Task details: Everything in the listing below needs to be retyped exactly.

◇ ◇ ◇

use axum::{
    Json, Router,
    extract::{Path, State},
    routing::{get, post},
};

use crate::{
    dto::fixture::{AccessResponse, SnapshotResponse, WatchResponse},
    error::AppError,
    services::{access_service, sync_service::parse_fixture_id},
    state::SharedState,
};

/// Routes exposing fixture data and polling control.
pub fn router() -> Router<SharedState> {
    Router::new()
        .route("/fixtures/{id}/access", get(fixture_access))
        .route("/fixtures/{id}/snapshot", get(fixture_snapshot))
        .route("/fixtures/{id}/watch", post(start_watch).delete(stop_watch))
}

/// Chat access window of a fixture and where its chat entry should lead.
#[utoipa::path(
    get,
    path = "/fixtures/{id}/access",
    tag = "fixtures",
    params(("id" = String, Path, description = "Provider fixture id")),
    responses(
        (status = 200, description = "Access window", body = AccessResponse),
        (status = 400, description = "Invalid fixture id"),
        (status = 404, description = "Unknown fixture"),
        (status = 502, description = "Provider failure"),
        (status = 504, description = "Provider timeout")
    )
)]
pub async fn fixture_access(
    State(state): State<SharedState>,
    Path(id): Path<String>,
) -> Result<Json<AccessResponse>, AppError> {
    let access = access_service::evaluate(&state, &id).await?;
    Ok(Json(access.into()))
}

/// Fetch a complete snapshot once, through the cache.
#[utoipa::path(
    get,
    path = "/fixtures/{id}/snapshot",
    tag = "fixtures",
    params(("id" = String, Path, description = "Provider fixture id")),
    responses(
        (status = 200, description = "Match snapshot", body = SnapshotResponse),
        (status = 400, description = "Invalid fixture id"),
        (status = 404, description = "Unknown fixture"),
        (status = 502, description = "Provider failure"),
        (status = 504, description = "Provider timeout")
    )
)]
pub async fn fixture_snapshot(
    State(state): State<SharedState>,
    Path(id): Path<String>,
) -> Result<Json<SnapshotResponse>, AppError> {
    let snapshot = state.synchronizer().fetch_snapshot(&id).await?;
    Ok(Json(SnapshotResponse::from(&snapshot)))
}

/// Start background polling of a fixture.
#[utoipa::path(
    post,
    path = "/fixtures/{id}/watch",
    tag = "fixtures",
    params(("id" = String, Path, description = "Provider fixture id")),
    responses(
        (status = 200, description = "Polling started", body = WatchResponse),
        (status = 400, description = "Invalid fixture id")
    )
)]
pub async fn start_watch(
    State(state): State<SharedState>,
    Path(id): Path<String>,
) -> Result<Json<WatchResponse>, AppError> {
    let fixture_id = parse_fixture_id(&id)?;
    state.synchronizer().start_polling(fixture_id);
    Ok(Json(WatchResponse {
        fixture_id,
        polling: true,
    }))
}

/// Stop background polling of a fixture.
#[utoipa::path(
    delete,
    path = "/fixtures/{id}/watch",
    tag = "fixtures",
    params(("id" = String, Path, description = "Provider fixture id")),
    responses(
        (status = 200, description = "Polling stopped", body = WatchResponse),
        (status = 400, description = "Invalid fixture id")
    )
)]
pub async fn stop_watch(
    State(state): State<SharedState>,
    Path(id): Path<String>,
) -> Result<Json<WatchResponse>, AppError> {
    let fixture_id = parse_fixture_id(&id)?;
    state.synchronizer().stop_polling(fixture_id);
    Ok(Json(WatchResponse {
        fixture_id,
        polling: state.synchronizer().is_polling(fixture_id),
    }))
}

◇ ◇ ◇

Solution:
use axum::{
    Json, Router,
    extract::{Path, State},
    routing::{get, post},
};

use crate::{
    dto::fixture::{AccessResponse, SnapshotResponse, WatchResponse},
    error::AppError,
    services::{access_service, sync_service::parse_fixture_id},
    state::SharedState,
};

/// Routes exposing fixture data and polling control.
pub fn router() -> Router<SharedState> {
    Router::new()
        .route("/fixtures/{id}/access", get(fixture_access))
        .route("/fixtures/{id}/snapshot", get(fixture_snapshot))
        .route("/fixtures/{id}/watch", post(start_watch).delete(stop_watch))
}

/// Chat access window of a fixture and where its chat entry should lead.
#[utoipa::path(
    get,
    path = "/fixtures/{id}/access",
    tag = "fixtures",
    params(("id" = String, Path, description = "Provider fixture id")),
    responses(
        (status = 200, description = "Access window", body = AccessResponse),
        (status = 400, description = "Invalid fixture id"),
        (status = 404, description = "Unknown fixture"),
        (status = 502, description = "Provider failure"),
        (status = 504, description = "Provider timeout")
    )
)]
pub async fn fixture_access(
    State(state): State<SharedState>,
    Path(id): Path<String>,
) -> Result<Json<AccessResponse>, AppError> {
    let access = access_service::evaluate(&state, &id).await?;
    Ok(Json(access.into()))
}

/// Fetch a complete snapshot once, through the cache.
#[utoipa::path(
    get,
    path = "/fixtures/{id}/snapshot",
    tag = "fixtures",
    params(("id" = String, Path, description = "Provider fixture id")),
    responses(
        (status = 200, description = "Match snapshot", body = SnapshotResponse),
        (status = 400, description = "Invalid fixture id"),
        (status = 404, description = "Unknown fixture"),
        (status = 502, description = "Provider failure"),
        (status = 504, description = "Provider timeout")
    )
)]
pub async fn fixture_snapshot(
    State(state): State<SharedState>,
    Path(id): Path<String>,
) -> Result<Json<SnapshotResponse>, AppError> {
    let snapshot = state.synchronizer().fetch_snapshot(&id).await?;
    Ok(Json(SnapshotResponse::from(&snapshot)))
}

/// Start background polling of a fixture.
#[utoipa::path(
    post,
    path = "/fixtures/{id}/watch",
    tag = "fixtures",
    params(("id" = String, Path, description = "Provider fixture id")),
    responses(
        (status = 200, description = "Polling started", body = WatchResponse),
        (status = 400, description = "Invalid fixture id")
    )
)]
pub async fn start_watch(
    State(state): State<SharedState>,
    Path(id): Path<String>,
) -> Result<Json<WatchResponse>, AppError> {
    let fixture_id = parse_fixture_id(&id)?;
    state.synchronizer().start_polling(fixture_id);
    Ok(Json(WatchResponse {
        fixture_id,
        polling: true,
    }))
}

/// Stop background polling of a fixture.
#[utoipa::path(
    delete,
    path = "/fixtures/{id}/watch",
    tag = "fixtures",
    params(("id" = String, Path, description = "Provider fixture id")),
    responses(
        (status = 200, description = "Polling stopped", body = WatchResponse),
        (status = 400, description = "Invalid fixture id")
    )
)]
pub async fn stop_watch(
    State(state): State<SharedState>,
    Path(id): Path<String>,
) -> Result<Json<WatchResponse>, AppError> {
    let fixture_id = parse_fixture_id(&id)?;
    state.synchronizer().stop_polling(fixture_id);
    Ok(Json(WatchResponse {
        fixture_id,
        polling: state.synchronizer().is_polling(fixture_id),
    }))
}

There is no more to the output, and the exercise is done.